**Problem details:**
Where the records below show the word "ExchangeResult" in a line, please copy that line.

BEGIN Input material

use std::collections::HashMap;
use std::sync::Arc;

use async_trait::async_trait;
use lazy_static::lazy_static;
use tokio::sync::RwLock;

use crate::books::domain::model::BookEntity;
use crate::books::repository::BookRepository;
use crate::core::exchange::{ExchangeError, ExchangeResult, PaginatedResult};
use crate::core::repository::Repository;

lazy_static! {
    static ref SHARED: MemoryBookRepository = MemoryBookRepository::new();
}

// MemoryBookRepository keeps listings in a process-local table; it backs dev
// mode and the test suite.
#[derive(Debug, Clone, Default)]
pub(crate) struct MemoryBookRepository {
    rows: Arc<RwLock<HashMap<String, BookEntity>>>,
}

impl MemoryBookRepository {
    pub(crate) fn new() -> Self {
        Self::default()
    }

    pub(crate) fn shared() -> Self {
        SHARED.clone()
    }

    #[cfg(test)]
    pub(crate) async fn count(&self) -> usize {
        self.rows.read().await.len()
    }
}

fn matches_predicate(book: &BookEntity, predicate: &HashMap<String, String>) -> bool {
    predicate.iter().all(|(k, v)| match k.as_str() {
        "book_id" => book.book_id == *v,
        "owner_id" => book.owner_id == *v,
        "status" => book.status.to_string() == *v,
        "title" => book.title == *v,
        "location" => book.location == *v,
        _ => false,
    })
}

fn contains_ignore_case(value: &str, filter: Option<&str>) -> bool {
    match filter {
        Some(filter) => value.to_lowercase().contains(filter.to_lowercase().as_str()),
        None => true,
    }
}

#[async_trait]
impl Repository<BookEntity> for MemoryBookRepository {
    async fn create(&self, entity: &BookEntity) -> ExchangeResult<usize> {
        let mut rows = self.rows.write().await;
        if rows.contains_key(entity.book_id.as_str()) {
            return Err(ExchangeError::duplicate_key(format!("book already exists for {}", entity.book_id).as_str()));
        }
        rows.insert(entity.book_id.to_string(), entity.clone());
        Ok(1)
    }

    async fn update(&self, entity: &BookEntity) -> ExchangeResult<usize> {
        let mut rows = self.rows.write().await;
        if !rows.contains_key(entity.book_id.as_str()) {
            return Err(ExchangeError::not_found(format!("book not found for {}", entity.book_id).as_str()));
        }
        // last write wins; there is no version guard on book updates
        rows.insert(entity.book_id.to_string(), entity.clone());
        Ok(1)
    }

    async fn get(&self, id: &str) -> ExchangeResult<BookEntity> {
        let rows = self.rows.read().await;
        rows.get(id).cloned()
            .ok_or_else(|| ExchangeError::not_found(format!("book not found for {}", id).as_str()))
    }

    async fn delete(&self, id: &str) -> ExchangeResult<usize> {
        let mut rows = self.rows.write().await;
        match rows.remove(id) {
            Some(_) => Ok(1),
            None => Err(ExchangeError::not_found(format!("book not found for {}", id).as_str())),
        }
    }

    async fn query(&self, predicate: &HashMap<String, String>,
                   page: Option<&str>, page_size: usize) -> ExchangeResult<PaginatedResult<BookEntity>> {
        let rows = self.rows.read().await;
        let records = rows.values()
            .filter(|book| matches_predicate(book, predicate))
            .take(page_size)
            .cloned()
            .collect();
        Ok(PaginatedResult::new(page, page_size, None, records))
    }
}

#[async_trait]
impl BookRepository for MemoryBookRepository {
    async fn find_by_owner_id(&self, owner_id: &str) -> ExchangeResult<Vec<BookEntity>> {
        let rows = self.rows.read().await;
        Ok(rows.values()
            .filter(|book| book.owner_id == owner_id)
            .cloned()
            .collect())
    }

    async fn search(&self, title: Option<&str>, location: Option<&str>) -> ExchangeResult<Vec<BookEntity>> {
        let rows = self.rows.read().await;
        Ok(rows.values()
            .filter(|book| contains_ignore_case(book.title.as_str(), title)
                && contains_ignore_case(book.location.as_str(), location))
            .cloned()
            .collect())
    }
}

#[cfg(test)]
mod tests {
    use crate::books::domain::model::BookEntity;
    use crate::books::repository::BookRepository;
    use crate::books::repository::memory_book_repository::MemoryBookRepository;
    use crate::core::exchange::ExchangeError;
    use crate::core::repository::Repository;

    async fn add_test_books(books_repo: &MemoryBookRepository) {
        for (title, location, owner_id) in [
            ("Dune", "Seattle", "u1"),
            ("Dune Messiah", "Portland", "u1"),
            ("The Dispossessed", "Portland", "u2"),
        ] {
            let book = BookEntity::new(title, "author", location, "555-0100", owner_id);
            let size = books_repo.create(&book).await.expect("should create book");
            assert_eq!(1, size);
        }
    }

    #[tokio::test]
    async fn test_should_create_get_delete_books() {
        let books_repo = MemoryBookRepository::new();
        let book = BookEntity::new("Dune", "Frank Herbert", "Seattle", "555-0100", "u1");
        let size = books_repo.create(&book).await.expect("should create book");
        assert_eq!(1, size);

        let loaded = books_repo.get(book.book_id.as_str()).await.expect("should return book");
        assert_eq!(book.book_id, loaded.book_id);

        let deleted = books_repo.delete(book.book_id.as_str()).await.expect("should delete book");
        assert_eq!(1, deleted);
        assert!(books_repo.get(book.book_id.as_str()).await.is_err());
    }

    #[tokio::test]
    async fn test_should_reject_update_of_missing_book() {
        let books_repo = MemoryBookRepository::new();
        let book = BookEntity::new("Dune", "Frank Herbert", "Seattle", "555-0100", "u1");
        let res = books_repo.update(&book).await;
        assert!(matches!(res, Err(ExchangeError::NotFound { message: _ })));
    }

    #[tokio::test]
    async fn test_should_search_case_insensitive() {
        let books_repo = MemoryBookRepository::new();
        add_test_books(&books_repo).await;

        let res = books_repo.search(Some("dune"), None).await.expect("should search books");
        assert_eq!(2, res.len());
        let res = books_repo.search(Some("DUNE"), Some("port")).await.expect("should search books");
        assert_eq!(1, res.len());
        let res = books_repo.search(None, Some("PORTLAND")).await.expect("should search books");
        assert_eq!(2, res.len());
        let res = books_repo.search(None, None).await.expect("should search books");
        assert_eq!(3, res.len());
        let res = books_repo.search(Some("dune"), Some("nowhere")).await.expect("should search books");
        assert_eq!(0, res.len());
    }

    #[tokio::test]
    async fn test_should_find_by_owner() {
        let books_repo = MemoryBookRepository::new();
        add_test_books(&books_repo).await;

        let res = books_repo.find_by_owner_id("u1").await.expect("should return books");
        assert_eq!(2, res.len());
        let res = books_repo.find_by_owner_id("u3").await.expect("should return books");
        assert_eq!(0, res.len());
    }
}
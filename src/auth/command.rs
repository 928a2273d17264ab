pub mod login_user_cmd;
pub mod register_user_cmd;
pub mod add_book_cmd;
pub mod get_my_listings_cmd;
pub mod remove_book_cmd;
pub mod search_books_cmd;
pub mod update_book_cmd;
pub mod update_book_status_cmd;
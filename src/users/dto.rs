use serde::{Deserialize, Serialize};
use crate::core::domain::Identifiable;
use crate::core::exchange::UserRole;

// UserDto is the public profile returned by auth operations; the password is
// never echoed back.
#[derive(Debug, Clone, PartialEq, Serialize, Deserialize)]
#[serde(rename_all = "camelCase")]
pub(crate) struct UserDto {
    pub user_id: String,
    pub name: String,
    pub email: String,
    pub role: UserRole,
}

// OwnerDto is the owner summary attached to enriched books.
#[derive(Debug, Clone, PartialEq, Serialize, Deserialize)]
#[serde(rename_all = "camelCase")]
pub(crate) struct OwnerDto {
    pub user_id: String,
    pub name: String,
    pub email: String,
}

impl Identifiable for UserDto {
    fn id(&self) -> String {
        self.user_id.to_string()
    }
}

#[cfg(test)]
mod tests {
    use crate::core::exchange::UserRole;
    use crate::users::dto::UserDto;

    #[tokio::test]
    async fn test_should_serialize_profile_without_password() {
        let dto = UserDto {
            user_id: "u1".to_string(),
            name: "alice".to_string(),
            email: "alice@org.cc".to_string(),
            role: UserRole::Owner,
        };
        let json = serde_json::to_string(&dto).expect("should serialize");
        assert!(json.contains("\"userId\":\"u1\""));
        assert!(json.contains("\"role\":\"Owner\""));
        assert!(!json.contains("password"));
    }
}
use crate::books::repository::BookRepository;
use crate::books::repository::ddb_book_repository::DDBBookRepository;
use crate::books::repository::memory_book_repository::MemoryBookRepository;
use crate::core::repository::RepositoryStore;
use crate::utils::ddb::{build_db_client, create_table};

pub(crate) async fn create_book_repository(store: RepositoryStore) -> Box<dyn BookRepository> {
    match store {
        RepositoryStore::DynamoDB => {
            let client = build_db_client(store).await;
            Box::new(DDBBookRepository::new(client, "books", "books_ndx"))
        }
        RepositoryStore::LocalDynamoDB => {
            let client = build_db_client(store).await;
            let _ = create_table(&client, "books", "book_id", "owner_id", "status").await;
            Box::new(DDBBookRepository::new(client, "books", "books_ndx"))
        }
        RepositoryStore::InMemory => {
            Box::new(MemoryBookRepository::shared())
        }
    }
}
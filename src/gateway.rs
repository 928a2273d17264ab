pub mod factory;
pub mod http;
pub mod images;
pub mod memory;

// ImageStoreVia selects the object-store backing for uploaded book images.
#[derive(Debug, PartialEq, Clone, Copy)]
pub(crate) enum ImageStoreVia {
    Remote,
    InMemory,
}

#[cfg(test)]
mod tests {
    use crate::gateway::ImageStoreVia;

    #[tokio::test]
    async fn test_should_create_image_store_via() {
        let _ = ImageStoreVia::Remote;
        let _ = ImageStoreVia::InMemory;
    }
}
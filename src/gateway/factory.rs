use crate::core::domain::Configuration;
use crate::gateway::ImageStoreVia;
use crate::gateway::http::store::HttpImageStore;
use crate::gateway::images::ImageStore;
use crate::gateway::memory::store::MemoryImageStore;

pub(crate) async fn create_image_store(config: &Configuration, via: ImageStoreVia) -> Box<dyn ImageStore> {
    match via {
        ImageStoreVia::Remote => {
            Box::new(HttpImageStore::new(config.image_store_url.as_str(), config.image_folder.as_str()))
        }
        ImageStoreVia::InMemory => {
            Box::new(MemoryImageStore::shared())
        }
    }
}
use crate::core::repository::RepositoryStore;
use crate::users::repository::UserRepository;
use crate::users::repository::ddb_user_repository::DDBUserRepository;
use crate::users::repository::memory_user_repository::MemoryUserRepository;
use crate::utils::ddb::{build_db_client, create_table};

pub(crate) async fn create_user_repository(store: RepositoryStore) -> Box<dyn UserRepository> {
    match store {
        RepositoryStore::DynamoDB => {
            let client = build_db_client(store).await;
            Box::new(DDBUserRepository::new(client, "users", "users_ndx"))
        }
        RepositoryStore::LocalDynamoDB => {
            let client = build_db_client(store).await;
            let _ = create_table(&client, "users", "user_id", "email", "role").await;
            Box::new(DDBUserRepository::new(client, "users", "users_ndx"))
        }
        RepositoryStore::InMemory => {
            Box::new(MemoryUserRepository::shared())
        }
    }
}
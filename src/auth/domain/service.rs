use async_trait::async_trait;
use crate::auth::domain::{AuthService, Registration};
use crate::core::domain::Configuration;
use crate::core::exchange::{ExchangeError, ExchangeResult};
use crate::users::domain::model::UserEntity;
use crate::users::dto::UserDto;
use crate::users::repository::UserRepository;

pub(crate) struct AuthServiceImpl {
    user_repository: Box<dyn UserRepository>,
}

impl AuthServiceImpl {
    pub(crate) fn new(_config: &Configuration, user_repository: Box<dyn UserRepository>) -> Self {
        Self {
            user_repository,
        }
    }
}

#[async_trait]
impl AuthService for AuthServiceImpl {
    async fn register(&self, registration: &Registration) -> ExchangeResult<UserDto> {
        if registration.email.is_empty() {
            return Err(ExchangeError::validation("email is required", None));
        }
        if registration.password.is_empty() {
            return Err(ExchangeError::validation("password is required", None));
        }
        let existing = self.user_repository.find_by_email(registration.email.as_str()).await?;
        if !existing.is_empty() {
            return Err(ExchangeError::duplicate_key(
                format!("user already exists for {}", registration.email).as_str()));
        }
        let user = UserEntity::new(registration.name.as_str(), registration.mobile.as_str(),
                                   registration.email.as_str(), registration.password.as_str(),
                                   registration.role);
        let _ = self.user_repository.create(&user).await?;
        Ok(UserDto::from(&user))
    }

    async fn login(&self, email: &str, password: &str) -> ExchangeResult<UserDto> {
        let matches = self.user_repository.find_by_email(email).await?;
        match matches.first() {
            // the comparison is verbatim; password hashing is a known,
            // documented limitation of the observable contract
            Some(user) if user.password == password => Ok(UserDto::from(user)),
            _ => Err(ExchangeError::not_granted("invalid credentials", None)),
        }
    }
}

impl From<&UserEntity> for UserDto {
    fn from(other: &UserEntity) -> Self {
        Self {
            user_id: other.user_id.to_string(),
            name: other.name.to_string(),
            email: other.email.to_string(),
            role: other.role,
        }
    }
}

#[cfg(test)]
mod tests {
    use crate::auth::domain::{AuthService, Registration};
    use crate::auth::domain::service::AuthServiceImpl;
    use crate::core::domain::Configuration;
    use crate::core::exchange::{ExchangeError, UserRole};
    use crate::users::repository::memory_user_repository::MemoryUserRepository;
    use crate::users::repository::UserRepository;

    fn auth_service(users: &MemoryUserRepository) -> AuthServiceImpl {
        AuthServiceImpl::new(&Configuration::new("test"), Box::new(users.clone()))
    }

    fn registration(email: &str) -> Registration {
        Registration {
            name: "alice".to_string(),
            mobile: "206-555-0100".to_string(),
            email: email.to_string(),
            password: "secret".to_string(),
            role: UserRole::Owner,
        }
    }

    #[tokio::test]
    async fn test_should_register_and_login() {
        let users = MemoryUserRepository::new();
        let auth_svc = auth_service(&users);

        let profile = auth_svc.register(&registration("alice@org.cc")).await.expect("should register user");
        assert_eq!("alice@org.cc", profile.email.as_str());
        assert_eq!(UserRole::Owner, profile.role);

        let logged_in = auth_svc.login("alice@org.cc", "secret").await.expect("should login user");
        assert_eq!(profile.user_id, logged_in.user_id);
    }

    #[tokio::test]
    async fn test_should_reject_duplicate_email() {
        let users = MemoryUserRepository::new();
        let auth_svc = auth_service(&users);

        let _ = auth_svc.register(&registration("alice@org.cc")).await.expect("should register user");
        let res = auth_svc.register(&registration("alice@org.cc")).await;
        assert!(matches!(res, Err(ExchangeError::DuplicateKey { message: _ })));

        // only one account persisted
        let persisted = users.find_by_email("alice@org.cc").await.expect("should return users");
        assert_eq!(1, persisted.len());
    }

    #[tokio::test]
    async fn test_should_reject_bad_credentials() {
        let users = MemoryUserRepository::new();
        let auth_svc = auth_service(&users);
        let _ = auth_svc.register(&registration("alice@org.cc")).await.expect("should register user");

        let res = auth_svc.login("alice@org.cc", "wrong").await;
        assert!(matches!(res, Err(ExchangeError::NotGranted { message: _, reason_code: _ })));
        let res = auth_svc.login("carol@org.cc", "secret").await;
        assert!(matches!(res, Err(ExchangeError::NotGranted { message: _, reason_code: _ })));
    }

    #[tokio::test]
    async fn test_should_compare_password_verbatim() {
        let users = MemoryUserRepository::new();
        let auth_svc = auth_service(&users);
        let _ = auth_svc.register(&registration("alice@org.cc")).await.expect("should register user");

        let res = auth_svc.login("alice@org.cc", "Secret").await;
        assert!(res.is_err());
        let res = auth_svc.login("alice@org.cc", "secret ").await;
        assert!(res.is_err());
    }

    #[tokio::test]
    async fn test_should_reject_registration_without_email_or_password() {
        let users = MemoryUserRepository::new();
        let auth_svc = auth_service(&users);

        let mut missing_email = registration("");
        missing_email.email = "".to_string();
        let res = auth_svc.register(&missing_email).await;
        assert!(matches!(res, Err(ExchangeError::Validation { message: _, reason_code: _ })));

        let mut missing_password = registration("alice@org.cc");
        missing_password.password = "".to_string();
        let res = auth_svc.register(&missing_password).await;
        assert!(matches!(res, Err(ExchangeError::Validation { message: _, reason_code: _ })));
    }
}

END Input material

**Answer to this exercise:**
use crate::core::exchange::{ExchangeError, ExchangeResult, PaginatedResult};
    async fn create(&self, entity: &BookEntity) -> ExchangeResult<usize> {
    async fn update(&self, entity: &BookEntity) -> ExchangeResult<usize> {
    async fn get(&self, id: &str) -> ExchangeResult<BookEntity> {
    async fn delete(&self, id: &str) -> ExchangeResult<usize> {
                   page: Option<&str>, page_size: usize) -> ExchangeResult<PaginatedResult<BookEntity>> {
    async fn find_by_owner_id(&self, owner_id: &str) -> ExchangeResult<Vec<BookEntity>> {
    async fn search(&self, title: Option<&str>, location: Option<&str>) -> ExchangeResult<Vec<BookEntity>> {
use crate::core::exchange::{ExchangeError, ExchangeResult};
    async fn register(&self, registration: &Registration) -> ExchangeResult<UserDto> {
    async fn login(&self, email: &str, password: &str) -> ExchangeResult<UserDto> {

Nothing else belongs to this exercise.